**EXERCISE DIRECTIONS**
Among the entries that follow, find every line with the word "echoes" and copy it.

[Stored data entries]
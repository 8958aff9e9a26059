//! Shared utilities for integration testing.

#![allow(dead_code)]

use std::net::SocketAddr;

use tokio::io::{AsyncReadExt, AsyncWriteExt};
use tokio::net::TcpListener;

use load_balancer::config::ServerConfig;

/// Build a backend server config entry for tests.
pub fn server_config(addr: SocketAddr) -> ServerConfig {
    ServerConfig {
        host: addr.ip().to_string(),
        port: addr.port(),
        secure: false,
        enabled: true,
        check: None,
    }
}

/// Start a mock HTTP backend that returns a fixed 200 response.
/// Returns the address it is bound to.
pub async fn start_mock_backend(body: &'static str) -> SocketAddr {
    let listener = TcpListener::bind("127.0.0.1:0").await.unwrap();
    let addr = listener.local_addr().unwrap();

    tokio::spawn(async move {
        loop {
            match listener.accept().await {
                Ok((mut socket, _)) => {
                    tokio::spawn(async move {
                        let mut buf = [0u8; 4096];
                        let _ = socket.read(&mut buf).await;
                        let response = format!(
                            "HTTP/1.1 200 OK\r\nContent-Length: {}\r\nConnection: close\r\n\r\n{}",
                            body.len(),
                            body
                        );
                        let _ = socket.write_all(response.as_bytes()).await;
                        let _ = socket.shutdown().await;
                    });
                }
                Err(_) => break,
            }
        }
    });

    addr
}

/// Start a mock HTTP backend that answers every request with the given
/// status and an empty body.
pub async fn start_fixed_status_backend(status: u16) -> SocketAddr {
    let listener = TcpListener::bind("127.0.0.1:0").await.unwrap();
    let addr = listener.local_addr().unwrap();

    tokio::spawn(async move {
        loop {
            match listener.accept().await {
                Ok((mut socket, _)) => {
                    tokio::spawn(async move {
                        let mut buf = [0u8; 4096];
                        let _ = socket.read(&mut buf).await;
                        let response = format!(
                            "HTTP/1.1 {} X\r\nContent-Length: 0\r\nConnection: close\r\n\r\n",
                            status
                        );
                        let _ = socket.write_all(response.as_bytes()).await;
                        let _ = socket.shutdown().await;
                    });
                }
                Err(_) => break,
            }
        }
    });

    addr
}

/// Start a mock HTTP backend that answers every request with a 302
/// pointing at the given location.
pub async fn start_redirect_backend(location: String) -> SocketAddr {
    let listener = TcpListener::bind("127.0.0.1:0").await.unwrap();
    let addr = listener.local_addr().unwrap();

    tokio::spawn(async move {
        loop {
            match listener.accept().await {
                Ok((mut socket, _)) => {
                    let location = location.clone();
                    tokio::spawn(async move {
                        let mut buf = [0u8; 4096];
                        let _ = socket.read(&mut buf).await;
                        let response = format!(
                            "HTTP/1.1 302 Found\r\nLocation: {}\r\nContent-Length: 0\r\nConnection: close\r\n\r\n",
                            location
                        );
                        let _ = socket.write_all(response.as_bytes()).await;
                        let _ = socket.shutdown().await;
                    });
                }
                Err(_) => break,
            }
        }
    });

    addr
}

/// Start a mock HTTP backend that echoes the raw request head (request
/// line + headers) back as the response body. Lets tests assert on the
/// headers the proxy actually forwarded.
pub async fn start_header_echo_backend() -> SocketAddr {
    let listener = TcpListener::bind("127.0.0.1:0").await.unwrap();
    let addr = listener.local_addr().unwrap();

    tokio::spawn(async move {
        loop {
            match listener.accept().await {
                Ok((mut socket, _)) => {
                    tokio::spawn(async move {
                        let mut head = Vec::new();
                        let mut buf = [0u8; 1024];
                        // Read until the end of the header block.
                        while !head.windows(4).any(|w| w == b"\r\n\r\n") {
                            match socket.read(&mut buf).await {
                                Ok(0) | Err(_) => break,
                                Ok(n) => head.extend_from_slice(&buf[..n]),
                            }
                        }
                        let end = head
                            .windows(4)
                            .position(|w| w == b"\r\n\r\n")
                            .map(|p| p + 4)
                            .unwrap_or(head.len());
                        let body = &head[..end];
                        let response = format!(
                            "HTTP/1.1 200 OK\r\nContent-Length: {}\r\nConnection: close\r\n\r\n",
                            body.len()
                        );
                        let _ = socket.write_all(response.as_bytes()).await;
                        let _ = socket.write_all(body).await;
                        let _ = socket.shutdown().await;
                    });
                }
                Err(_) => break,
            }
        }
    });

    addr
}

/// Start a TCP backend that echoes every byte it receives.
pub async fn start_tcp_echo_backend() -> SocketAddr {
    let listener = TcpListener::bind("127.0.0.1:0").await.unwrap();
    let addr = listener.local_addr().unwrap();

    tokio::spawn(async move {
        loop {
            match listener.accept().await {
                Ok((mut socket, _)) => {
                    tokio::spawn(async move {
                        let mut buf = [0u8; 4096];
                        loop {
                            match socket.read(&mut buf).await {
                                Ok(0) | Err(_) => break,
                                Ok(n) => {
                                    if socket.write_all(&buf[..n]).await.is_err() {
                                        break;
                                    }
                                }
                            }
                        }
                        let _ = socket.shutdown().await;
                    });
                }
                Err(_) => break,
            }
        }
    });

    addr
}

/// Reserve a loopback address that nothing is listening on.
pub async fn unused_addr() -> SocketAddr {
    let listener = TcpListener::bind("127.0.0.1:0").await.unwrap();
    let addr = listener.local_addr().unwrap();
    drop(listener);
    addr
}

**SOLUTION TO THE EXERCISE**
/// Start a mock HTTP backend that echoes the raw request head (request
/// Start a TCP backend that echoes every byte it receives.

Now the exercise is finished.